Please count the lines in the material below that include "callback". Reply with the number alone.

▸ **The data**
>>>>
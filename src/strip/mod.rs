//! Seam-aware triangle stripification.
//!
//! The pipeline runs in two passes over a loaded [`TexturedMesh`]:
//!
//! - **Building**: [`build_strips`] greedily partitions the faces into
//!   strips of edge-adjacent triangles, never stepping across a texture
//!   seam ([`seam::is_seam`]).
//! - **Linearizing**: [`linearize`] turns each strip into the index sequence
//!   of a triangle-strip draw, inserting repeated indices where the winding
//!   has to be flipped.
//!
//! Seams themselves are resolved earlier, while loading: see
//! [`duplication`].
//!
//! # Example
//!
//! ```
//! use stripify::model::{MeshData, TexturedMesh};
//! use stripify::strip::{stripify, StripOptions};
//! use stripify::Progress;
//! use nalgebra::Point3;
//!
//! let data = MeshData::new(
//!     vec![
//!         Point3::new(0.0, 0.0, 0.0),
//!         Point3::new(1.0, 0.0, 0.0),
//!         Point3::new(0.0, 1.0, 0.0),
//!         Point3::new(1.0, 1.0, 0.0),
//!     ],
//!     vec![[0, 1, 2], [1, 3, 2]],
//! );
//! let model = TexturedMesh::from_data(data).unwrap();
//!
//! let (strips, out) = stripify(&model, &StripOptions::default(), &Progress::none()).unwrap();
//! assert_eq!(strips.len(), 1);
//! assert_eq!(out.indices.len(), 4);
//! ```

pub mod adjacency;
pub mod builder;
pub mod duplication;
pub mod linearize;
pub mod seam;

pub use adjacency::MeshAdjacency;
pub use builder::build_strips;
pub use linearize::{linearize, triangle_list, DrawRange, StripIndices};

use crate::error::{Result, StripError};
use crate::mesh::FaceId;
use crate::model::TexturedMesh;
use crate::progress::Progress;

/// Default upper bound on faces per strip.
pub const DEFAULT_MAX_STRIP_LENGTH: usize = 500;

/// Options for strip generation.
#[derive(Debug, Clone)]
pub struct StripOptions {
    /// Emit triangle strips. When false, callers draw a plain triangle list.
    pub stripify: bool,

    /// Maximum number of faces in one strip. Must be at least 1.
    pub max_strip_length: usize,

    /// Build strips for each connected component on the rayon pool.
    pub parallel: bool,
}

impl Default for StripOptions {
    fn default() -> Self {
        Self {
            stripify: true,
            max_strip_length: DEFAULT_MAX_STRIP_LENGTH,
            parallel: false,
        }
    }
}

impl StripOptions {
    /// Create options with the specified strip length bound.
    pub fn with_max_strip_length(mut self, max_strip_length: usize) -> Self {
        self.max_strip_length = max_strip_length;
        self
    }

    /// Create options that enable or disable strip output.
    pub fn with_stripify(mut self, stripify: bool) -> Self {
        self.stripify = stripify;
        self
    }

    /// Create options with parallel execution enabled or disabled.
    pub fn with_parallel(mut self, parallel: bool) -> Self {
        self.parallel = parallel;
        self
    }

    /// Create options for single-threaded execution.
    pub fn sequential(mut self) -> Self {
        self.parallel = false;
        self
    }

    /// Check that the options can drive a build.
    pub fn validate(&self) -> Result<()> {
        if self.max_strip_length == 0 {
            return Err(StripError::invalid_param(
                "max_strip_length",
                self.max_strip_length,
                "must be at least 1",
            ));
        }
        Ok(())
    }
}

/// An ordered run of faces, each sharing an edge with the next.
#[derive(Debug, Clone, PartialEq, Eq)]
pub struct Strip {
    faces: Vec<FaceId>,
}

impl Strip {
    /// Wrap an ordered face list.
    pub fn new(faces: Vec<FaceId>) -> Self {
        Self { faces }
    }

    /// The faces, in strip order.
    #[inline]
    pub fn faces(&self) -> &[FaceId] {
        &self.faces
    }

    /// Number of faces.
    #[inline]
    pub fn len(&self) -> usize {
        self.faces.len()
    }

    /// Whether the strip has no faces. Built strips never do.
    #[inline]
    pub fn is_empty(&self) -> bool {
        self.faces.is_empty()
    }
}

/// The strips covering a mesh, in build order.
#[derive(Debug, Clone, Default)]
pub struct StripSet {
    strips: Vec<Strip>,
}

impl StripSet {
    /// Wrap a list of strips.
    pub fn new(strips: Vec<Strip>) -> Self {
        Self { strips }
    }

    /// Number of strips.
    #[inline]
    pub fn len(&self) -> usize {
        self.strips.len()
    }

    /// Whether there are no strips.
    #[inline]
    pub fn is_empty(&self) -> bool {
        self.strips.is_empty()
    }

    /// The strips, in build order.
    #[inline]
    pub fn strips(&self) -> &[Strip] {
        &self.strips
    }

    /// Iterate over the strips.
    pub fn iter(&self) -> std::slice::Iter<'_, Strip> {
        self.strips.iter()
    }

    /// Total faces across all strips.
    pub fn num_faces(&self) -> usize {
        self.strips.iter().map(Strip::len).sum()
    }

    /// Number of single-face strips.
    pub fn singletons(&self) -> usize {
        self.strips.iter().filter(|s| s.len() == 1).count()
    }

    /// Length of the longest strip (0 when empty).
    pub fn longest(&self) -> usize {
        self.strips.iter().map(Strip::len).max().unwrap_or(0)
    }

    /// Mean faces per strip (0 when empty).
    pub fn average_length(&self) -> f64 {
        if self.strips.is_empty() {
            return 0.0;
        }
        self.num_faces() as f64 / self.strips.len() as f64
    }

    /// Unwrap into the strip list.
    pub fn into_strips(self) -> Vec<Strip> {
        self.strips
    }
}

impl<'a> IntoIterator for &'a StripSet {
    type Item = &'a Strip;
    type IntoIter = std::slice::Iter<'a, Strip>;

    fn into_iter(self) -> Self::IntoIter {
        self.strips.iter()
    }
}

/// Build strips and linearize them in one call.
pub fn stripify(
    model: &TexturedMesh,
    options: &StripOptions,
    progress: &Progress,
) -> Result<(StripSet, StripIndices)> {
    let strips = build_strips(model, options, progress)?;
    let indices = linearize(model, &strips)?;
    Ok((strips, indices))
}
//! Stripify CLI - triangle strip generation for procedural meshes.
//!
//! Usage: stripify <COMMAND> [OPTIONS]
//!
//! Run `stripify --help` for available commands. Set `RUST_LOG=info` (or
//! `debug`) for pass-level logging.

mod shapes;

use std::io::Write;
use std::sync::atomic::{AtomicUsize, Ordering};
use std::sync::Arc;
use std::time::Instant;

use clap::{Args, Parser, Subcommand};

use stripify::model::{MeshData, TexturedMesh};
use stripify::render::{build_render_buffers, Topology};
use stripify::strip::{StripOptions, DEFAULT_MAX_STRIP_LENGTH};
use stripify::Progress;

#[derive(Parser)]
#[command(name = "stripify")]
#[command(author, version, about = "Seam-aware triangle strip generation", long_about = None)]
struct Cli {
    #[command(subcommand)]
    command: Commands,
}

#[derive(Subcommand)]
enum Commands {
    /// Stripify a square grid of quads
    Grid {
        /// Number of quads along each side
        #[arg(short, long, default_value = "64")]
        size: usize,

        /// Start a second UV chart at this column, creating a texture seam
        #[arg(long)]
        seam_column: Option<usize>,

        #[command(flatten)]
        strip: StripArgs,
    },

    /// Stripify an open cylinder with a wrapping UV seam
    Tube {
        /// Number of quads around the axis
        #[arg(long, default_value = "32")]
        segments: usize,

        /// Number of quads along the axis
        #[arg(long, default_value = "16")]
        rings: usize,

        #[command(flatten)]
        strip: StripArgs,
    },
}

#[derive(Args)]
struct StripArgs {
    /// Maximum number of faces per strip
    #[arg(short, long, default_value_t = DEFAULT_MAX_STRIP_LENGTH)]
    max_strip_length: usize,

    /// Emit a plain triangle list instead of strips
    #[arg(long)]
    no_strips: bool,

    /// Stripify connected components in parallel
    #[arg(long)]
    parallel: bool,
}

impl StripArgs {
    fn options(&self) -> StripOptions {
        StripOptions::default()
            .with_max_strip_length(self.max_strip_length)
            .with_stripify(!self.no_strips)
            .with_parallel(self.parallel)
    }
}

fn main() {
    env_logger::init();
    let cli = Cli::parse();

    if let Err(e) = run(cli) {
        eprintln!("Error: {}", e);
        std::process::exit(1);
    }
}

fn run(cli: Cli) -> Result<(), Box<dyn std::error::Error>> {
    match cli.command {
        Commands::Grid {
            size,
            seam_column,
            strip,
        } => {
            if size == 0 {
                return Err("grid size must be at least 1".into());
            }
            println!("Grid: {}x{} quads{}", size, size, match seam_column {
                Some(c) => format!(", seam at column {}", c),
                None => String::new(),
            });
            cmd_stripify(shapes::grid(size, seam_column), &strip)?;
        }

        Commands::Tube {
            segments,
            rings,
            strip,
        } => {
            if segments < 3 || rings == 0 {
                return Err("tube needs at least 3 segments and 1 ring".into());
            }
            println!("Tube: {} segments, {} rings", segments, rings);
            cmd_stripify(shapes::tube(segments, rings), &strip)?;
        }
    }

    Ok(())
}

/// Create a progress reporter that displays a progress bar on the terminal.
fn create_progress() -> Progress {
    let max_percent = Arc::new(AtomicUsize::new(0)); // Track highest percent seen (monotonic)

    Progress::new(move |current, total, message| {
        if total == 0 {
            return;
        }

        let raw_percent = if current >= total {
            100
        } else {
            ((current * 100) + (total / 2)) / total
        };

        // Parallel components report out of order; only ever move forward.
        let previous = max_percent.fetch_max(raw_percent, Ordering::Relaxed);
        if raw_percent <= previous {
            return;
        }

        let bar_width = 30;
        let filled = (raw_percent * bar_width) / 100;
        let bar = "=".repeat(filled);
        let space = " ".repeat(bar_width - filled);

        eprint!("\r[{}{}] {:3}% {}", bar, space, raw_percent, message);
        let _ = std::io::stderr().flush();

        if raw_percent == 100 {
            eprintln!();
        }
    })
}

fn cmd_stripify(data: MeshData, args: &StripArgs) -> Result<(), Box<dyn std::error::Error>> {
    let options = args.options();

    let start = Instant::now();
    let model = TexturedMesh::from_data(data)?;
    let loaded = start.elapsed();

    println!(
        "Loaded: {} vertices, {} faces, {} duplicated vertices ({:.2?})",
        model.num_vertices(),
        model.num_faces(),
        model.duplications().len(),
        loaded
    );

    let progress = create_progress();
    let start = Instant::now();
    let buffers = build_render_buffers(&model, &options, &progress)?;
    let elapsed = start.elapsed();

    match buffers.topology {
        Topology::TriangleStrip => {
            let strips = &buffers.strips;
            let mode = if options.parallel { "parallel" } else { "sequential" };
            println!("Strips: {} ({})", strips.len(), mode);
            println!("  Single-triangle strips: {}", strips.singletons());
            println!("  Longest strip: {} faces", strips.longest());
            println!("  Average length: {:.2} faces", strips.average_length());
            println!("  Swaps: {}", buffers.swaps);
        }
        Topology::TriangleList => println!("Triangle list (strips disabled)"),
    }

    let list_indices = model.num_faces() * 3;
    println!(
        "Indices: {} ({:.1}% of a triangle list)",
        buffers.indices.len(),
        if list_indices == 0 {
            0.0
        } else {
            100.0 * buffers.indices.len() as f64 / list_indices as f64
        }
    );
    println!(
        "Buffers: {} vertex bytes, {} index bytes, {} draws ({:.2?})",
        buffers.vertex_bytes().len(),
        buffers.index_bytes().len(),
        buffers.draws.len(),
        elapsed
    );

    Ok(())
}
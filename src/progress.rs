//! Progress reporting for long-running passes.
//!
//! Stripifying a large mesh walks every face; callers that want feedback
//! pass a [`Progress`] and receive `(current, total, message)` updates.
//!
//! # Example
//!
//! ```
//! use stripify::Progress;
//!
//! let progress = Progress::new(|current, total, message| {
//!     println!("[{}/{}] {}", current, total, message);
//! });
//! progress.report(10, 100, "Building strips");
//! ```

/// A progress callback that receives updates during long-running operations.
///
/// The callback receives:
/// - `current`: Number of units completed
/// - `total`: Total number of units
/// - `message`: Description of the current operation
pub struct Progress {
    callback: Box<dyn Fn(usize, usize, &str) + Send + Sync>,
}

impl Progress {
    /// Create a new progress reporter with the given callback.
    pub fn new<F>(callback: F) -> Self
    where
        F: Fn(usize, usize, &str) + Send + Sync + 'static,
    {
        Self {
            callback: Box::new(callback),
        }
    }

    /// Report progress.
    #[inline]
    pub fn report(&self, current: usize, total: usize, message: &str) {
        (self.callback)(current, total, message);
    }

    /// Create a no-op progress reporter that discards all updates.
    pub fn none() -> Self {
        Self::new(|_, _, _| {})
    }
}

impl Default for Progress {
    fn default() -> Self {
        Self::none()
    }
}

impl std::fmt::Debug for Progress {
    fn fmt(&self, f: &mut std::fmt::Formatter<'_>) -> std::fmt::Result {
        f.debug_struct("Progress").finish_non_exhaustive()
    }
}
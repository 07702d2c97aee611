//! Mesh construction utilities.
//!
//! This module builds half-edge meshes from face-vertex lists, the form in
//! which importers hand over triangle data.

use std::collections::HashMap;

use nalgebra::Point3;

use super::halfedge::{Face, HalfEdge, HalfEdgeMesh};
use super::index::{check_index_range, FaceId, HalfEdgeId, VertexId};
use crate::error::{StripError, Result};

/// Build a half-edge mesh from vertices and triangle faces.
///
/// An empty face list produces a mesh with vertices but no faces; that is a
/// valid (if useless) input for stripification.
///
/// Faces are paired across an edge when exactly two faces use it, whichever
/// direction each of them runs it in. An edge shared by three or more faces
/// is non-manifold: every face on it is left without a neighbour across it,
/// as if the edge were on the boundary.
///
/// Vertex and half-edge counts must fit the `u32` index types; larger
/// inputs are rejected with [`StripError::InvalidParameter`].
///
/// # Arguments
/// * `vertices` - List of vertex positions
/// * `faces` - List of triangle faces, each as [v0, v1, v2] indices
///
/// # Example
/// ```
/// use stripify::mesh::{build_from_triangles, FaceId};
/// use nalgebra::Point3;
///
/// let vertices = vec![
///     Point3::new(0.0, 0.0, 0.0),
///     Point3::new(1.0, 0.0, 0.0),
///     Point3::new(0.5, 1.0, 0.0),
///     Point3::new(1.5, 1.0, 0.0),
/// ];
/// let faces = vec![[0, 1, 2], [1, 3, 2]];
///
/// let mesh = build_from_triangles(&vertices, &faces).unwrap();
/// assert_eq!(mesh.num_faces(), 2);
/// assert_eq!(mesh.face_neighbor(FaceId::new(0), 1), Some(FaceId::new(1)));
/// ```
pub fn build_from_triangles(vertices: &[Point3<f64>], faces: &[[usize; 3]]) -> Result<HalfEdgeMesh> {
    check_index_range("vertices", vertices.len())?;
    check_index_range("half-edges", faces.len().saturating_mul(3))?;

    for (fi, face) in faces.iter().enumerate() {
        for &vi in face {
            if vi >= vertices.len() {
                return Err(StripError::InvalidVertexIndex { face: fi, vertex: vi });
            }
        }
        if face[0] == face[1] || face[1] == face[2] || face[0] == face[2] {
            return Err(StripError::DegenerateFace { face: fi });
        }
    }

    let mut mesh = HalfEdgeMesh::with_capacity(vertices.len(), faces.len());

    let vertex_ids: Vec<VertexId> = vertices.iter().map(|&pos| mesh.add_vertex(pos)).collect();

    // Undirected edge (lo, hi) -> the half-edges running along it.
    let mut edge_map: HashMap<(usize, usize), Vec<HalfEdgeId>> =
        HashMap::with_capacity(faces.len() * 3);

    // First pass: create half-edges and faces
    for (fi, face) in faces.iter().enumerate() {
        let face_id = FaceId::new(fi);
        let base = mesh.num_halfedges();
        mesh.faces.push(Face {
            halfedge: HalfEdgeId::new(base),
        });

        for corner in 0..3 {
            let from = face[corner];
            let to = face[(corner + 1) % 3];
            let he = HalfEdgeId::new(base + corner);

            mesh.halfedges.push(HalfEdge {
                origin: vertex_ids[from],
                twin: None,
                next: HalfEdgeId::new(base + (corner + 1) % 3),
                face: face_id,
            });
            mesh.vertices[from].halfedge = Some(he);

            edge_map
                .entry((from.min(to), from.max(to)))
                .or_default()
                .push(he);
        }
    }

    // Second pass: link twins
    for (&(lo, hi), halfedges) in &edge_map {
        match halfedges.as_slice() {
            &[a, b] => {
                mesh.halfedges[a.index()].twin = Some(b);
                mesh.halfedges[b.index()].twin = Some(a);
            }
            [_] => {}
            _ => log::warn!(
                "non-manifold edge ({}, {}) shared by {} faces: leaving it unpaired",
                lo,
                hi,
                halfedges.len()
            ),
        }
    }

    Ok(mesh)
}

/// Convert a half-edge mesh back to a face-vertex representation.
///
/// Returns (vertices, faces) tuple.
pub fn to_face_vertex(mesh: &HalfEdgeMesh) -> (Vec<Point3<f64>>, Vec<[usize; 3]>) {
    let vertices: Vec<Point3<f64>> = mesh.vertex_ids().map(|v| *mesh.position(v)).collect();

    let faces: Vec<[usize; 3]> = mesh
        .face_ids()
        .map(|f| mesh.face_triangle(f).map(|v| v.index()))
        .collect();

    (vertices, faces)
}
<<<<
▸ **Output for this task**
7